The following elements are monitored by the buffers command:

| Name | Description |
| --- | --- |
| Activ | Number of Process activations. Each disk read, keystroke, or process wake up after a sleep increments this counter. When the number of frame faults is subtracted from this counter, this gives an idea of the volume of data entry. |
| Idle | Idle time. Not supported on UNIX implementations |
| Fflt | Frame faults. Counts the number of disk reads. |
| Writes | Disk Writes. All writes are normally done by the background flush process to update disk from dirty frames in memory. A high number indicates either a lot of updates or an insufficient memory allocation for the D3 virtual machine. |
| Bfail | Buffer Search Failures. Counts the number of failures to allocate a buffer in memory for a new frame. When nonzero, this indicates that the memory is insufficient. This counter should never be nonzero. |
| RqFull | For Windows: Disk Read Queue Full. For UNIX: Not supported. |
| WqFull | Disk Write Queue Full. Counts the number of instances where the flusher cannot keep up with the dirtying of frames. This is an indication that either the write queue is too small for the given configuration or that the memory is too small. |
| DskErr | Disk Errors. |
| Elapsd | Elapsed time. Time in seconds between two samplings. For internal use only. |
| DblSrc | Double Search. Counts the number of collisions between two or more processes frame faulting on the same frame at the same instant. A nonzero counter should be exceptional. |
| Breuse | Buffer Reuse. Counts the number of instances where a memory buffer has been allocated by one process to read one FID and another process allocated the same buffer to contain another FID. A nonzero counter should be exceptional. |
| Bcolls | Batch Contentions/Collisions. Counts the number of collisions between a batch process (a process that is disk intensive) and an interactive process (a process that is keyboard input intensive). By default, D3 ensures that interactive processes are given priority over batch processes in accessing certain resources. |
| Sem | Semaphores Collisions. Counts the number of collisions between two processes trying to access a system-wide internal table. |
| Vlocks | Virtual Locks Failures. Counts the number of cases when a D3 process tried to assert a virtual lock and failed to acquire it because another process had it. |
| Blocks | FlashBASIC Locks Failures. Counts the number of cases when a D3 process tried to assert a FlashBASIC lock and failed to acquire it because another process had it. |
| B0reg | Buffers with no Virtual Registers attached. Buffers not currently attached for immediate reference. At any given time, very few buffers are actually attached. It is therefore normal that this number be almost equal to the total buffers in memory. |
| B1reg | Buffers used by more than one process, but not used by its owner any more. These should be in very small number. |
| B2reg | Buffers used exclusively by their owner.
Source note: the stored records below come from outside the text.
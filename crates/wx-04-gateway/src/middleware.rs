//! Tower layer that puts a [`MessageGateway`] in front of any service.
//!
//! Requests that are not authenticated webhook calls reach the inner service
//! unchanged, so several consumers can share one route.

use crate::domain::config::{LimitsConfig, TimeoutConfig};
use crate::domain::context::InboundRequestContext;
use crate::domain::error::ProcessError;
use crate::gateway::{Authentication, GatewayReply, MessageGateway, NO_REPLY_BODY};
use axum::body::{to_bytes, Body, Bytes};
use axum::extract::Query;
use axum::http::{header, HeaderValue, Request, StatusCode};
use axum::response::Response;
use http_body_util::LengthLimitError;
use std::sync::Arc;
use std::task::{Context, Poll};
use tower::{Layer, Service};
use tracing::{debug, warn};
use wx_01_signature::WebhookQuery;

#[derive(Debug, Clone)]
struct Budgets {
    max_body_size: usize,
    body_read: std::time::Duration,
}

/// Message gateway layer
#[derive(Clone)]
pub struct MessageGatewayLayer {
    gateway: Arc<MessageGateway>,
    budgets: Arc<Budgets>,
}

impl MessageGatewayLayer {
    pub fn new(gateway: Arc<MessageGateway>, limits: &LimitsConfig, timeouts: &TimeoutConfig) -> Self {
        Self {
            gateway,
            budgets: Arc::new(Budgets {
                max_body_size: limits.max_body_size,
                body_read: timeouts.body_read,
            }),
        }
    }
}

impl<S> Layer<S> for MessageGatewayLayer {
    type Service = MessageGatewayService<S>;

    fn layer(&self, inner: S) -> Self::Service {
        MessageGatewayService {
            inner,
            gateway: Arc::clone(&self.gateway),
            budgets: Arc::clone(&self.budgets),
        }
    }
}

/// Message gateway service
#[derive(Clone)]
pub struct MessageGatewayService<S> {
    inner: S,
    gateway: Arc<MessageGateway>,
    budgets: Arc<Budgets>,
}

impl<S> Service<Request<Body>> for MessageGatewayService<S>
where
    S: Service<Request<Body>, Response = Response> + Clone + Send + 'static,
    S::Future: Send,
{
    type Response = Response;
    type Error = S::Error;
    type Future = std::pin::Pin<
        Box<dyn std::future::Future<Output = Result<Self::Response, Self::Error>> + Send>,
    >;

    fn poll_ready(&mut self, cx: &mut Context<'_>) -> Poll<Result<(), Self::Error>> {
        self.inner.poll_ready(cx)
    }

    fn call(&mut self, req: Request<Body>) -> Self::Future {
        let gateway = Arc::clone(&self.gateway);
        let budgets = Arc::clone(&self.budgets);
        // Take the service that was driven to readiness, leave a clone behind.
        let clone = self.inner.clone();
        let mut inner = std::mem::replace(&mut self.inner, clone);

        Box::pin(async move {
            let query = match Query::<WebhookQuery>::try_from_uri(req.uri()) {
                Ok(Query(query)) => query,
                Err(e) => {
                    debug!(error = %e, "Unparseable webhook query, passing through");
                    return inner.call(req).await;
                }
            };

            match gateway.authenticate(req.method(), &query) {
                Authentication::PassThrough => inner.call(req).await,
                Authentication::Echo(echostr) => Ok(text_response(StatusCode::OK, echostr)),
                Authentication::ReadBody => {
                    let method = req.method().clone();
                    let body = match read_body(req, &budgets).await {
                        Ok(body) => body,
                        Err(e) => {
                            warn!(error = %e, "Rejected webhook body");
                            return Ok(error_response(&e));
                        }
                    };

                    let ctx = InboundRequestContext::new(method, query).with_body(body);
                    match gateway.process(&ctx).await {
                        Ok(GatewayReply::Xml(xml)) => Ok(xml_response(xml)),
                        Ok(GatewayReply::NoReply) => {
                            Ok(text_response(StatusCode::OK, NO_REPLY_BODY.to_string()))
                        }
                        Err(e) => Ok(error_response(&e)),
                    }
                }
            }
        })
    }
}

/// Read the whole body within the size and time budgets.
async fn read_body(req: Request<Body>, budgets: &Budgets) -> Result<Bytes, ProcessError> {
    let too_large = ProcessError::BodyTooLarge {
        limit: budgets.max_body_size,
    };

    // Check content-length header first (fast path)
    let declared = req
        .headers()
        .get(header::CONTENT_LENGTH)
        .and_then(|v| v.to_str().ok())
        .and_then(|v| v.parse::<usize>().ok());
    if declared.is_some_and(|len| len > budgets.max_body_size) {
        return Err(too_large);
    }

    match tokio::time::timeout(
        budgets.body_read,
        to_bytes(req.into_body(), budgets.max_body_size),
    )
    .await
    {
        Ok(Ok(bytes)) => Ok(bytes),
        Ok(Err(e)) => {
            let e = e.into_inner();
            if exceeds_limit(&*e) {
                Err(too_large)
            } else {
                Err(ProcessError::BodyRead(e.to_string()))
            }
        }
        Err(_) => Err(ProcessError::BodyTimeout),
    }
}

/// Whether a buffering error was caused by the size limit.
fn exceeds_limit(error: &(dyn std::error::Error + 'static)) -> bool {
    let mut current = Some(error);
    while let Some(e) = current {
        if e.is::<LengthLimitError>() {
            return true;
        }
        current = e.source();
    }
    false
}

fn text_response(status: StatusCode, body: String) -> Response {
    let mut response = Response::new(Body::from(body));
    *response.status_mut() = status;
    response.headers_mut().insert(
        header::CONTENT_TYPE,
        HeaderValue::from_static("text/plain; charset=utf-8"),
    );
    response
}

fn xml_response(xml: String) -> Response {
    let mut response = Response::new(Body::from(xml));
    response.headers_mut().insert(
        header::CONTENT_TYPE,
        HeaderValue::from_static("application/xml"),
    );
    response
}

/// Error response without detail; integrity failures get an empty body.
fn error_response(error: &ProcessError) -> Response {
    let status = error.status_code();
    let body = match status {
        StatusCode::UNAUTHORIZED => Body::empty(),
        _ => Body::from(status.canonical_reason().unwrap_or("error")),
    };
    let mut response = Response::new(body);
    *response.status_mut() = status;
    response
}
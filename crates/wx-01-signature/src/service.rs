//! # Signature Verification Service
//!
//! Binds the pure verification functions to one account's token and mode.

use crate::domain::entities::WebhookQuery;
use crate::domain::errors::SignatureError;
use crate::domain::verification;
use crate::ports::inbound::SignatureVerificationApi;
use shared_types::AccountConfig;
use tracing::debug;

/// Signature verifier for one account.
#[derive(Clone)]
pub struct SignatureVerifier {
    token: String,
    safe_mode: bool,
}

impl SignatureVerifier {
    /// Create a verifier for `account`.
    pub fn new(account: &AccountConfig) -> Self {
        Self {
            token: account.token().to_string(),
            safe_mode: account.safe_mode(),
        }
    }

    /// Whether this verifier expects encrypted requests
    pub fn safe_mode(&self) -> bool {
        self.safe_mode
    }
}

impl std::fmt::Debug for SignatureVerifier {
    fn fmt(&self, f: &mut std::fmt::Formatter<'_>) -> std::fmt::Result {
        f.debug_struct("SignatureVerifier")
            .field("safe_mode", &self.safe_mode)
            .finish_non_exhaustive()
    }
}

impl SignatureVerificationApi for SignatureVerifier {
    fn verify(&self, timestamp: &str, nonce: &str, signature: &str) -> bool {
        verification::verify(&self.token, timestamp, nonce, signature)
    }

    fn verify_envelope(
        &self,
        timestamp: &str,
        nonce: &str,
        encrypted: &str,
        msg_signature: &str,
    ) -> bool {
        verification::verify_envelope(&self.token, timestamp, nonce, encrypted, msg_signature)
    }

    fn sign_envelope(&self, timestamp: &str, nonce: &str, encrypted: &str) -> String {
        verification::compute_envelope_signature(&self.token, timestamp, nonce, encrypted)
    }

    fn check_request(&self, query: &WebhookQuery) -> Result<(), SignatureError> {
        verification::validate_mode_consistency(
            self.safe_mode,
            query.encrypt_type(),
            query.msg_signature(),
        )?;

        let signature = query
            .signature()
            .ok_or(SignatureError::MissingParameter("signature"))?;
        let timestamp = query
            .timestamp()
            .ok_or(SignatureError::MissingParameter("timestamp"))?;
        let nonce = query
            .nonce()
            .ok_or(SignatureError::MissingParameter("nonce"))?;

        if self.verify(timestamp, nonce, signature) {
            Ok(())
        } else {
            debug!(timestamp, "Webhook signature mismatch");
            Err(SignatureError::Mismatch)
        }
    }
}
On RISC implementations, this situation allows better performance, because there is no conflict on these buffers. Normally, these buffers contain private workspace, data that is not shared, and so on. |
| B>3reg | Buffers used both by their owner and other processes. This number represent the number of pages actually shared among processes (data files) at any given time. |
| ww | Write Required. Counts the number of buffers currently modified and not yet written to disk. |
| IObusy | Buffers being read from disk. Counts the number of pending disk reads. This counters is usually null, since reads are too fast to be picked up. |
| Mlock | Number of buffers memory locked. If the ABS section is locked, this number is at least equal to the ABS size. Also included, are the tape buffers when the tape is attached. |
| Ref | Referenced Buffers. Number of buffers that have been recently used. |
| WQ | Write Queued. Number of buffers currently enqueued for write. |
| Tophsh | Top of Hash. Measures the quality of the hashing algorithm used to find a frame in memory. This number must be high (above 60% of the total buffers). |
| avail | Available buffers. Number of buffers candidate for replacement. These are the buffers that nobody has been using recently. When this number drops below 10% of the total buffers, performance decreases significantly. |
| batch | Batch Buffers. Number of buffers used by batch processes. A high level (something approaching 50% of disk buffers) indicates that disk intensive activity is taking place by batch processes. |

## Activity log file

The activity log is stored in the file buffers.log with a data level per weekday
 (buffer.log,Monday, buffer.log,Tuesday, and so on). The file is created automatically when the
 buffers (H command is used for the first time. Each data level is cleared
 when changing day, so that the file records a whole week of activity automatically. The item-ID
 is the internal time on five digits.

 The buffers command also creates automatically the dictionary attributes
 corresponding to the various counters, as shown in the table above. The attribute TIME displays
 the sampling time.

 The attribute DESCRIPTION in the D-pointers Monday, Tuesday and so on contains the date.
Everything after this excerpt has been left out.